During Trump’s inauguration speech, he said he would invoke the 1798 Alien Enemies Act. On Saturday, Trump signed a proclamation invoking that 227-year-old law. The proclamation claims that Tren de Aragua is “perpetrating, attempting, and threatening an invasion or predatory incursion” against US territory. It adds that all Venezuelan citizens aged 14 or older “who are members of” the gang and are not naturalised or lawful permanent US citizens are liable to be restrained and removed as “Alien Enemies”.After Trump’s order, federal Judge James Boasberg, the chief judge of the District Court for the District of Columbia, issued a temporary restraining order to block Trump’s ability to exercise wartime powers to carry out deportations. This was during a hearing on Saturday sought by the American Civil Liberties Union.
But hours later, Bukele confirmed that the Trump administration had nevertheless gone ahead with the deportations. He shared a snippet of a news article about the judge’s ruling, captioning it: “Oopsie … Too late” with a crying-with-laughter emoji.
What is the Alien Enemies Act, and how does it work?
The Alien Enemies Act allows US presidents to detain or deport noncitizens during wartime. In 1798, the US was preparing for what it believed was a war with France. The law was introduced to prevent immigrants from sympathising with the French.Why is this controversial?
While Trump and his allies have argued that the US is at threat of “invasion” by undocumented immigrants, critics said the president is wrongly invoking the wartime law.
An explainer published by the Brennan Center for Justice last year said invoking the act “in peacetime to bypass conventional immigration law would be a staggering abuse”.
“The courts should strike down any attempted peacetime use of the Alien Enemies Act,” it added.The Fifth Amendment of the US Constitution protects the right to a grand jury. “No person shall be held to answer for a capital, or otherwise infamous crime, unless on a presentment or indictment of a grand jury,” it states, adding that wartime is one of the few exceptions to this.
The fact that the Trump administration possibly defied a judge’s order further exacerbates this controversy.
The White House’s action was in “open defiance” of Boasberg’s order, Patrick Eddington, a homeland security and civil liberties legal expert at the Washington, DC-based Cato Institute, told the Reuters news agency.

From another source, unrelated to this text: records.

//! HMAC-SHA256 sealing of stored records
//!
//! Each record is stored as a JSON object with an extra `_signature` field:
//! the hex HMAC over the canonical (sorted-key, compact) JSON of every other
//! field.

use hmac::{Hmac, Mac};
use serde::de::DeserializeOwned;
use serde::Serialize;
use serde_json::{Map, Value};
use sha2::Sha256;

use super::backend::RecordKey;
use crate::{Error, Result};

type HmacSha256 = Hmac<Sha256>;

/// Name of the embedded signature field
pub const SIGNATURE_FIELD: &str = "_signature";

/// Signs and verifies records with a shared secret
#[derive(Clone)]
pub struct RecordSigner {
    key: Vec<u8>,
}

impl std::fmt::Debug for RecordSigner {
    fn fmt(&self, f: &mut std::fmt::Formatter<'_>) -> std::fmt::Result {
        f.debug_struct("RecordSigner").finish_non_exhaustive()
    }
}

impl RecordSigner {
    pub fn new(key: impl AsRef<[u8]>) -> Self {
        Self {
            key: key.as_ref().to_vec(),
        }
    }

    fn mac(&self, fields: &Map<String, Value>) -> Result<HmacSha256> {
        let mut mac = HmacSha256::new_from_slice(&self.key)
            .map_err(|e| Error::Config(format!("Unusable signing key: {}", e)))?;
        mac.update(&canonical_bytes(fields)?);
        Ok(mac)
    }

    /// Serialize a record and embed its signature
    pub fn seal<T: Serialize>(&self, key: &RecordKey, record: &T) -> Result<Vec<u8>> {
        let Value::Object(mut fields) = serde_json::to_value(record)? else {
            return Err(Error::InvalidState {
                key: key.to_string(),
                reason: "record does not serialize to a JSON object".to_string(),
            });
        };
        fields.remove(SIGNATURE_FIELD);

        let signature = hex::encode(self.mac(&fields)?.finalize().into_bytes());
        fields.insert(SIGNATURE_FIELD.to_string(), Value::String(signature));

        let mut bytes = serde_json::to_vec_pretty(&Value::Object(fields))?;
        bytes.push(b'\n');
        Ok(bytes)
    }

    /// Verify a stored record and deserialize it
    ///
    /// Anything that fails verification is [`Error::Corrupt`]; authentic
    /// content that does not fit `T` is [`Error::InvalidState`].
    pub fn open<T: DeserializeOwned>(&self, key: &RecordKey, bytes: &[u8]) -> Result<T> {
        let corrupt = |reason: String| Error::Corrupt {
            key: key.to_string(),
            reason,
        };

        let value: Value = serde_json::from_slice(bytes)
            .map_err(|e| corrupt(format!("not valid JSON: {}", e)))?;
        let Value::Object(mut fields) = value else {
            return Err(corrupt("not a JSON object".to_string()));
        };

        let signature = match fields.remove(SIGNATURE_FIELD) {
            None => return Err(corrupt("missing signature".to_string())),
            Some(Value::String(s)) => s,
            Some(_) => return Err(corrupt("malformed signature".to_string())),
        };
        let signature = hex::decode(&signature)
            .map_err(|_| corrupt("malformed signature".to_string()))?;

        self.mac(&fields)?
            .verify_slice(&signature)
            .map_err(|_| corrupt("signature mismatch".to_string()))?;

        serde_json::from_value(Value::Object(fields)).map_err(|e| Error::InvalidState {
            key: key.to_string(),
            reason: e.to_string(),
        })
    }
}

/// Compact JSON with object keys sorted at every level
fn canonical_bytes(fields: &Map<String, Value>) -> Result<Vec<u8>> {
    fn sorted(value: &Value) -> Value {
        match value {
            Value::Object(map) => {
                let mut entries: Vec<_> = map.iter().collect();
                entries.sort_by(|a, b| a.0.cmp(b.0));
                Value::Object(entries.into_iter().map(|(k, v)| (k.clone(), sorted(v))).collect())
            }
            Value::Array(items) => Value::Array(items.iter().map(sorted).collect()),
            other => other.clone(),
        }
    }
    Ok(serde_json::to_vec(&sorted(&Value::Object(fields.clone())))?)
}
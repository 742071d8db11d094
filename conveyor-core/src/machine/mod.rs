//! Deciding what a feature needs next
//!
//! [`FeatureStateMachine::next_action`] reads a feature and its sessions and
//! returns exactly one [`Action`]. It never writes: the caller carries out
//! the action, persists the outcome, and asks again.

mod action;
mod selector;

use tracing::debug;

pub use action::{Action, ActionKind};
pub use selector::{find_dependency_cycle, IssueSelector, PriorityScorer};

use crate::model::{FeatureState, Phase, SessionState, SessionStatus, TaskRef, TaskStage};
use crate::store::StateStore;
use crate::Result;

/// Maps persisted feature state to the next action
pub struct FeatureStateMachine<S: IssueSelector = PriorityScorer> {
    store: StateStore,
    selector: S,
}

impl<S: IssueSelector> std::fmt::Debug for FeatureStateMachine<S> {
    fn fmt(&self, f: &mut std::fmt::Formatter<'_>) -> std::fmt::Result {
        f.debug_struct("FeatureStateMachine").finish_non_exhaustive()
    }
}

impl FeatureStateMachine<PriorityScorer> {
    /// State machine using the default priority scorer
    pub fn new(store: StateStore) -> Self {
        Self::with_selector(store, PriorityScorer::default())
    }
}

impl<S: IssueSelector> FeatureStateMachine<S> {
    pub fn with_selector(store: StateStore, selector: S) -> Self {
        Self { store, selector }
    }

    pub fn selector(&self) -> &S {
        &self.selector
    }

    /// Decide the next action for a feature
    ///
    /// Fails with [`crate::Error::FeatureNotFound`] when the feature has no
    /// record. Sessions are only read while the feature is IMPLEMENTING.
    pub fn next_action(&self, feature_id: &str) -> Result<Action> {
        let feature = self.store.load(feature_id)?;
        let sessions = if feature.phase == Phase::Implementing {
            self.store.list_sessions(feature_id)?
        } else {
            Vec::new()
        };

        let action = decide(&feature, &sessions, &self.selector);
        debug!(
            feature_id,
            phase = %feature.phase,
            action = %action.kind,
            issue_number = ?action.issue_number,
            "Next action decided"
        );
        Ok(action)
    }
}
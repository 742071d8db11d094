//! Git-facing commands - issue branches and rollback

use clap::Args;

use super::Context;

/// Create (or confirm) the branch for an issue
#[derive(Args, Debug)]
pub struct BranchArgs {
    /// Feature identifier
    pub feature: String,

    /// Issue number
    pub issue: u64,
}

impl BranchArgs {
    pub fn execute(&self, ctx: &Context) -> anyhow::Result<()> {
        let branch = ctx.sessions().ensure_issue_branch(&self.feature, self.issue)?;
        println!("{}", branch);
        Ok(())
    }
}

/// Revert the commits a session (or every session of an issue) recorded
#[derive(Args, Debug)]
pub struct RollbackArgs {
    /// Session identifier, or feature identifier when --issue is given
    pub target: String,

    /// Roll back every session of this issue in the feature named by TARGET
    #[arg(long)]
    pub issue: Option<u64>,
}

impl RollbackArgs {
    pub fn execute(&self, ctx: &Context) -> anyhow::Result<()> {
        let manager = ctx.sessions();
        let outcome = match self.issue {
            Some(issue) => manager.rollback_issue(&self.target, issue)?,
            None => manager.rollback_session(&self.target)?,
        };

        match outcome.revert_commit {
            Some(ref commit) => {
                println!("Reverted {} commit(s) in {}", outcome.reverted.len(), commit);
                for reverted in &outcome.reverted {
                    println!("  {}", reverted);
                }
            }
            None => println!("No commits to roll back"),
        }
        Ok(())
    }
}
//! Session records: one attempt at implementing one issue

use std::path::PathBuf;

use chrono::{DateTime, Utc};
use serde::{Deserialize, Serialize};

/// Lifecycle status of a session
#[derive(Debug, Clone, Copy, PartialEq, Eq, Hash, Serialize, Deserialize)]
#[serde(rename_all = "lowercase")]
pub enum SessionStatus {
    Active,
    Interrupted,
    Complete,
}

impl SessionStatus {
    pub fn as_str(&self) -> &'static str {
        match self {
            SessionStatus::Active => "active",
            SessionStatus::Interrupted => "interrupted",
            SessionStatus::Complete => "complete",
        }
    }
}

impl std::fmt::Display for SessionStatus {
    fn fmt(&self, f: &mut std::fmt::Formatter<'_>) -> std::fmt::Result {
        f.pad(self.as_str())
    }
}

/// How a completed session ended
#[derive(Debug, Clone, Copy, PartialEq, Eq, Hash, Serialize, Deserialize)]
#[serde(rename_all = "lowercase")]
pub enum EndStatus {
    Success,
    Failed,
    Blocked,
}

impl std::fmt::Display for EndStatus {
    fn fmt(&self, f: &mut std::fmt::Formatter<'_>) -> std::fmt::Result {
        let s = match self {
            EndStatus::Success => "success",
            EndStatus::Failed => "failed",
            EndStatus::Blocked => "blocked",
        };
        f.pad(s)
    }
}

/// Append-only progress marker within a session
#[derive(Debug, Clone, PartialEq, Serialize, Deserialize)]
pub struct Checkpoint {
    /// Agent that produced this checkpoint (e.g. "coder", "verifier")
    pub agent: String,
    /// Free-form status label reported by the agent
    pub status: String,
    pub timestamp: DateTime<Utc>,
    /// Commit created by this step, if any
    #[serde(default)]
    pub commit: Option<String>,
    /// Incremental spend for this step
    #[serde(default)]
    pub cost_usd: f64,
}

/// Persistent record of one session
#[derive(Debug, Clone, PartialEq, Serialize, Deserialize)]
pub struct SessionState {
    pub session_id: String,
    pub feature_id: String,
    pub issue_number: u64,
    pub status: SessionStatus,
    pub started_at: DateTime<Utc>,
    #[serde(default)]
    pub ended_at: Option<DateTime<Utc>>,
    #[serde(default)]
    pub end_status: Option<EndStatus>,
    #[serde(default)]
    pub checkpoints: Vec<Checkpoint>,
    /// Commits created during the session, oldest first
    #[serde(default)]
    pub commits: Vec<String>,
    /// Isolated working copy, if the session runs in one
    #[serde(default)]
    pub worktree_path: Option<PathBuf>,
}

impl SessionState {
    /// Create a new active session with a fresh id
    pub fn new(
        feature_id: impl Into<String>,
        issue_number: u64,
        worktree_path: Option<PathBuf>,
    ) -> Self {
        Self {
            session_id: uuid::Uuid::new_v4().to_string(),
            feature_id: feature_id.into(),
            issue_number,
            status: SessionStatus::Active,
            started_at: Utc::now(),
            ended_at: None,
            end_status: None,
            checkpoints: Vec::new(),
            commits: Vec::new(),
            worktree_path,
        }
    }

    pub fn is_active(&self) -> bool {
        self.status == SessionStatus::Active
    }

    /// Sum of checkpoint costs
    pub fn total_cost(&self) -> f64 {
        self.checkpoints.iter().map(|c| c.cost_usd).sum()
    }

    /// Most recent sign of life: the later of start and last checkpoint
    pub fn last_activity(&self) -> DateTime<Utc> {
        self.checkpoints
            .iter()
            .map(|c| c.timestamp)
            .fold(self.started_at, |latest, ts| latest.max(ts))
    }
}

“This is beyond the pale and certainly unprecedented,” Eddington said.
But White House Press Secretary Karoline Leavitt has pushed back against the criticism.
“A single judge in a single city cannot direct the movements of an aircraft … full of foreign alien terrorists who were physically expelled from US soil,” Leavitt said in a statement posted on her X account on Sunday. She added: “Federal courts generally have no jurisdiction over the President’s conduct of foreign affairs.”
Bruce Fein, an American lawyer specialising in constitutional and international law, disagreed.
“The president is not a king. January 20, 2025, was not a coronation,” Fein told Al Jazeera, referring to the day Trump was inaugurated. “The president is not Napoleon. … Federal courts have jurisdiction over the president. The probability that Trump flouted Judge James Boasberg’s order is high, but we need to await more due process.”